9.1 Q-Transformer: Scalable Offline Reinforcement Learning via Autoregressive Q-Functions
- Authors: Yevgen Chebotar, Quan Vuong, Alex Irpan, Karol Hausman, Fei Xia, Yao Lu, Aviral Kumar, Tianhe Yu, Alexander Herzog, Karl Pertsch, Keerthana Gopalakrishnan, Julian Ibarz, Ofir Nachum, Sumedh Sontakke, Grecia Salazar, Huong T Tran, Jodilyn Peralta, Clayton Tan, Deeksha Manjunath, Jaspiar Singht, Brianna Zitkovich, Tomas Jackson, Kanishka Rao, Chelsea Finn, Sergey Levine
- Reason: This paper, which includes numerous researchers and professionals experienced in the field, presents a reinforcement learning method for training multi-task policies from large datasets. The authors claim this method significantly outperforms previous techniques, making it a potential influential paper for the field.

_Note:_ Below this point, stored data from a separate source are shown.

//! End-to-end tests across custody, ledger and order book.
//!
//! Each test drives a [`SwapEngine`] the way an external caller would:
//! tokens are minted and approved in custody, deposited, traded through
//! orders, and withdrawn again.

use escrowswap_book::SwapEngine;
use escrowswap_ledger::InMemoryCustody;
use escrowswap_types::*;

const ONE_TOKEN: Amount = 1_000_000_000_000_000_000;

fn units(n: u128) -> Amount {
    n * ONE_TOKEN
}

fn init_tracing() {
    let _ = tracing_subscriber::fmt()
        .with_env_filter(tracing_subscriber::EnvFilter::from_default_env())
        .with_test_writer()
        .try_init();
}

/// Two tokens, a seller holding WRZ and a buyer holding VGD, both with
/// 1000 tokens minted and approved for the ledger.
struct Market {
    engine: SwapEngine<InMemoryCustody>,
    warzone: TokenId,
    vanguard: TokenId,
    seller: AccountId,
    buyer: AccountId,
}

impl Market {
    fn new() -> Self {
        init_tracing();
        let warzone = TokenId::from("WRZ");
        let vanguard = TokenId::from("VGD");
        let seller = AccountId::new();
        let buyer = AccountId::new();

        let mut custody = InMemoryCustody::new();
        custody.mint(&warzone, seller, units(1000));
        custody.mint(&vanguard, buyer, units(1000));
        custody.approve(&warzone, seller, units(1000));
        custody.approve(&vanguard, buyer, units(1000));

        Self {
            engine: SwapEngine::with_defaults(custody),
            warzone,
            vanguard,
            seller,
            buyer,
        }
    }

    fn standard_terms(&self) -> OrderTerms {
        OrderTerms::new(
            self.warzone.clone(),
            units(50),
            self.vanguard.clone(),
            units(25),
        )
    }

    fn last_event(&self) -> SwapEvent {
        self.engine
            .journal()
            .entries()
            .last()
            .map(|e| e.event.clone())
            .expect("journal should not be empty")
    }
}

// =============================================================================
// Deposit and withdraw
// =============================================================================

#[test]
fn deposit_credits_and_emits() {
    let mut m = Market::new();
    m.engine.deposit(m.seller, &m.warzone, units(100)).unwrap();

    assert_eq!(
        m.last_event(),
        SwapEvent::TokensDeposited {
            owner: m.seller,
            token: m.warzone.clone(),
            amount: units(100),
        }
    );
    assert_eq!(m.engine.balance_of(m.seller, &m.warzone), units(100));
    assert_eq!(m.engine.custody().vault_balance(&m.warzone), units(100));
}

#[test]
fn deposit_zero_rejected() {
    let mut m = Market::new();
    let err = m.engine.deposit(m.seller, &m.warzone, 0).unwrap_err();
    assert!(matches!(err, EscrowswapError::InvalidAmount));
    assert!(err.to_string().contains("Amount must be greater than 0"));
}

#[test]
fn deposit_without_allowance_fails_cleanly() {
    let mut m = Market::new();
    m.engine
        .custody_mut()
        .approve(&m.warzone, m.seller, units(10));

    let err = m.engine.deposit(m.seller, &m.warzone, units(100)).unwrap_err();
    assert!(matches!(err, EscrowswapError::TransferFailed { .. }));
    assert_eq!(m.engine.balance_of(m.seller, &m.warzone), 0);
    assert_eq!(m.engine.custody().balance_of(&m.warzone, &m.seller), units(1000));
    assert!(m.engine.journal().is_empty());
}

#[test]
fn withdraw_returns_tokens_to_holder() {
    let mut m = Market::new();
    m.engine.deposit(m.seller, &m.warzone, units(100)).unwrap();
    m.engine.withdraw(m.seller, &m.warzone, units(50)).unwrap();

    assert_eq!(
        m.last_event(),
        SwapEvent::TokensWithdrawn {
            owner: m.seller,
            token: m.warzone.clone(),
            amount: units(50),
        }
    );
    assert_eq!(m.engine.balance_of(m.seller, &m.warzone), units(50));
    assert_eq!(m.engine.custody().balance_of(&m.warzone, &m.seller), units(950));
}

#[test]
fn withdraw_more_than_available_fails() {
    let mut m = Market::new();
    m.engine.deposit(m.seller, &m.warzone, units(100)).unwrap();

    let err = m.engine.withdraw(m.seller, &m.warzone, units(150)).unwrap_err();
    assert!(matches!(err, EscrowswapError::InsufficientBalance { .. }));
    assert_eq!(m.engine.balance_of(m.seller, &m.warzone), units(100));
}

#[test]
fn withdraw_cannot_touch_escrow() {
    let mut m = Market::new();
    m.engine.deposit(m.seller, &m.warzone, units(100)).unwrap();
    m.engine.create_order(m.seller, m.standard_terms()).unwrap();

    let err = m.engine.withdraw(m.seller, &m.warzone, units(51)).unwrap_err();
    assert!(matches!(
        err,
        EscrowswapError::InsufficientBalance { available, .. } if available == units(50)
    ));
    m.engine.withdraw(m.seller, &m.warzone, units(50)).unwrap();
    m.engine.verify_all().unwrap();
}

// =============================================================================
// Order creation and cancellation
// =============================================================================

#[test]
fn create_order_records_all_fields() {
    let mut m = Market::new();
    m.engine.deposit(m.seller, &m.warzone, units(100)).unwrap();

    let id = m.engine.create_order(m.seller, m.standard_terms()).unwrap();
    assert_eq!(id, OrderId(0));
    assert_eq!(
        m.last_event(),
        SwapEvent::OrderCreated {
            order_id: OrderId(0),
            seller: m.seller,
            token_sell: m.warzone.clone(),
            amount_sell: units(50),
            token_buy: m.vanguard.clone(),
            amount_buy: units(25),
        }
    );

    let order = m.engine.get_order(id).unwrap();
    assert_eq!(order.seller, m.seller);
    assert_eq!(order.token_sell, m.warzone);
    assert_eq!(order.amount_sell, units(50));
    assert_eq!(order.token_buy, m.vanguard);
    assert_eq!(order.amount_buy, units(25));
    assert!(order.is_active());
}

#[test]
fn insufficient_balance_does_not_consume_order_id() {
    let mut m = Market::new();
    m.engine.deposit(m.seller, &m.warzone, units(100)).unwrap();

    let oversized = OrderTerms::new(m.warzone.clone(), units(1001), m.vanguard.clone(), units(25));
    let err = m.engine.create_order(m.seller, oversized).unwrap_err();
    assert!(matches!(err, EscrowswapError::InsufficientBalance { .. }));
    assert_eq!(m.engine.balance_of(m.seller, &m.warzone), units(100));

    let id = m.engine.create_order(m.seller, m.standard_terms()).unwrap();
    assert_eq!(id, OrderId(0));
}

#[test]
fn cancel_restores_seller_balance() {
    let mut m = Market::new();
    m.engine.deposit(m.seller, &m.warzone, units(100)).unwrap();
    let id = m.engine.create_order(m.seller, m.standard_terms()).unwrap();
    assert_eq!(m.engine.balance_of(m.seller, &m.warzone), units(50));

    m.engine.cancel_order(m.seller, id).unwrap();
    assert_eq!(m.last_event(), SwapEvent::OrderCancelled { order_id: id });
    assert!(!m.engine.get_order(id).unwrap().is_active());
    assert_eq!(m.engine.balance_of(m.seller, &m.warzone), units(100));
}

#[test]
fn only_creator_may_cancel() {
    let mut m = Market::new();
    m.engine.deposit(m.seller, &m.warzone, units(100)).unwrap();
    let id = m.engine.create_order(m.seller, m.standard_terms()).unwrap();

    let err = m.engine.cancel_order(m.buyer, id).unwrap_err();
    assert!(matches!(err, EscrowswapError::NotOrderOwner { .. }));
    assert!(m.engine.get_order(id).unwrap().is_active());
}

#[test]
fn unknown_order_is_not_found() {
    let mut m = Market::new();
    assert!(matches!(
        m.engine.get_order(OrderId(0)),
        Err(EscrowswapError::OrderNotFound(OrderId(0)))
    ));
    assert!(matches!(
        m.engine.fulfill_order(m.buyer, OrderId(0)),
        Err(EscrowswapError::OrderNotFound(_))
    ));
}

// =============================================================================
// Order fulfilment
// =============================================================================

#[test]
fn fulfill_swaps_balances() {
    let mut m = Market::new();
    m.engine.deposit(m.seller, &m.warzone, units(100)).unwrap();
    m.engine.deposit(m.buyer, &m.vanguard, units(100)).unwrap();
    let id = m.engine.create_order(m.seller, m.standard_terms()).unwrap();

    m.engine.fulfill_order(m.buyer, id).unwrap();
    assert_eq!(
        m.last_event(),
        SwapEvent::OrderFulfilled {
            order_id: id,
            buyer: m.buyer
        }
    );

    let order = m.engine.get_order(id).unwrap();
    assert!(!order.is_active());
    assert_eq!(order.status, OrderStatus::Fulfilled);

    assert_eq!(m.engine.balance_of(m.seller, &m.warzone), units(50));
    assert_eq!(m.engine.balance_of(m.seller, &m.vanguard), units(25));
    assert_eq!(m.engine.balance_of(m.buyer, &m.warzone), units(50));
    assert_eq!(m.engine.balance_of(m.buyer, &m.vanguard), units(75));
    m.engine.verify_all().unwrap();
}

#[test]
fn cancelled_order_cannot_be_fulfilled() {
    let mut m = Market::new();
    m.engine.deposit(m.seller, &m.warzone, units(100)).unwrap();
    m.engine.deposit(m.buyer, &m.vanguard, units(100)).unwrap();
    let id = m.engine.create_order(m.seller, m.standard_terms()).unwrap();
    m.engine.cancel_order(m.seller, id).unwrap();

    let err = m.engine.fulfill_order(m.buyer, id).unwrap_err();
    assert!(matches!(
        err,
        EscrowswapError::OrderNotActive {
            status: OrderStatus::Cancelled,
            ..
        }
    ));
    assert_eq!(m.engine.balance_of(m.buyer, &m.vanguard), units(100));
}

#[test]
fn fulfilled_order_cannot_be_fulfilled_or_cancelled_again() {
    let mut m = Market::new();
    m.engine.deposit(m.seller, &m.warzone, units(100)).unwrap();
    m.engine.deposit(m.buyer, &m.vanguard, units(100)).unwrap();
    let id = m.engine.create_order(m.seller, m.standard_terms()).unwrap();
    m.engine.fulfill_order(m.buyer, id).unwrap();
    let journaled = m.engine.journal().len();

    assert!(matches!(
        m.engine.fulfill_order(m.buyer, id),
        Err(EscrowswapError::OrderNotActive { .. })
    ));
    assert!(matches!(
        m.engine.cancel_order(m.seller, id),
        Err(EscrowswapError::OrderNotActive { .. })
    ));
    assert_eq!(m.engine.journal().len(), journaled);
}

#[test]
fn buyer_without_funds_cannot_fulfill() {
    let mut m = Market::new();
    m.engine.deposit(m.seller, &m.warzone, units(100)).unwrap();
    m.engine.deposit(m.buyer, &m.vanguard, units(10)).unwrap();
    let id = m.engine.create_order(m.seller, m.standard_terms()).unwrap();

    let err = m.engine.fulfill_order(m.buyer, id).unwrap_err();
    assert!(matches!(err, EscrowswapError::InsufficientBalance { .. }));
    assert!(m.engine.get_order(id).unwrap().is_active());
    assert_eq!(m.engine.balance_of(m.buyer, &m.vanguard), units(10));
    assert_eq!(m.engine.balance_of(m.buyer, &m.warzone), 0);
}

#[test]
fn full_round_trip_back_to_wallets() {
    let mut m = Market::new();
    m.engine.deposit(m.seller, &m.warzone, units(100)).unwrap();
    m.engine.deposit(m.buyer, &m.vanguard, units(100)).unwrap();
    let id = m.engine.create_order(m.seller, m.standard_terms()).unwrap();
    m.engine.fulfill_order(m.buyer, id).unwrap();

    m.engine.withdraw(m.seller, &m.warzone, units(50)).unwrap();
    m.engine.withdraw(m.seller, &m.vanguard, units(25)).unwrap();
    m.engine.withdraw(m.buyer, &m.warzone, units(50)).unwrap();
    m.engine.withdraw(m.buyer, &m.vanguard, units(75)).unwrap();

    let custody = m.engine.custody();
    assert_eq!(custody.balance_of(&m.warzone, &m.seller), units(950));
    assert_eq!(custody.balance_of(&m.vanguard, &m.seller), units(25));
    assert_eq!(custody.balance_of(&m.warzone, &m.buyer), units(50));
    assert_eq!(custody.balance_of(&m.vanguard, &m.buyer), units(975));
    assert_eq!(custody.vault_balance(&m.warzone), 0);
    assert_eq!(custody.vault_balance(&m.vanguard), 0);
    m.engine.verify_all().unwrap();
    m.engine.journal().verify_chain().unwrap();
}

9.0 Differentiable Quantum Architecture Search for Quantum Reinforcement Learning
- Authors: Yize Sun, Yunpu Ma, Volker Tresp
- Reason: This paper brings together two cutting-edge fields - quantum computing and reinforcement learning. The authors introduce a novel framework for quantum deep Q-learning problems, bringing significant improvement over manually designed circuits. This promising combination could potentially greatly impact the field.
8.9 Task Graph offloading via Deep Reinforcement Learning in Mobile Edge Computing
- Authors: Jiagang Liu, Yun Mi, Xinyu Zhang
- Reason: This paper tackles the problem of task graph offloading in mobile edge computing. By adapting to environmental changes and designing a deep reinforcement learning algorithm to improve user experience, this paper addresses a significant problem in the current dynamic environment of mobile edge computing.
8.8 Prominent Roles of Conditionally Invariant Components in Domain Adaptation: Theory and Algorithms
- Authors: Keru Wu, Yuansi Chen, Wooseok Ha, Bin Yu
- Reason: This paper tackles the problem of domain adaptation (DA), which arises when the initial training data differs from the evaluation data. With their innovative incorporation of conditionally invariant components (CICs), the authors offer improvements in DA algorithm target performance, ensuring away for more effective learning models.
8.7 Guide Your Agent with Adaptive Multimodal Rewards
- Authors: Changyeon Kim, Younggyo Seo, Hao Liu, Lisa Lee, Jinwoo Shin, Honglak Lee, Kimin Lee
- Reason: In a field dominated by goal-oriented learning models, this unique approach of training an agent using multimodal rewards based on their interaction with the environment could be influential. The authors claim that adaptive return-conditioned policy (ARP) can produce superior generalization performance compared to traditional text-conditioned policies.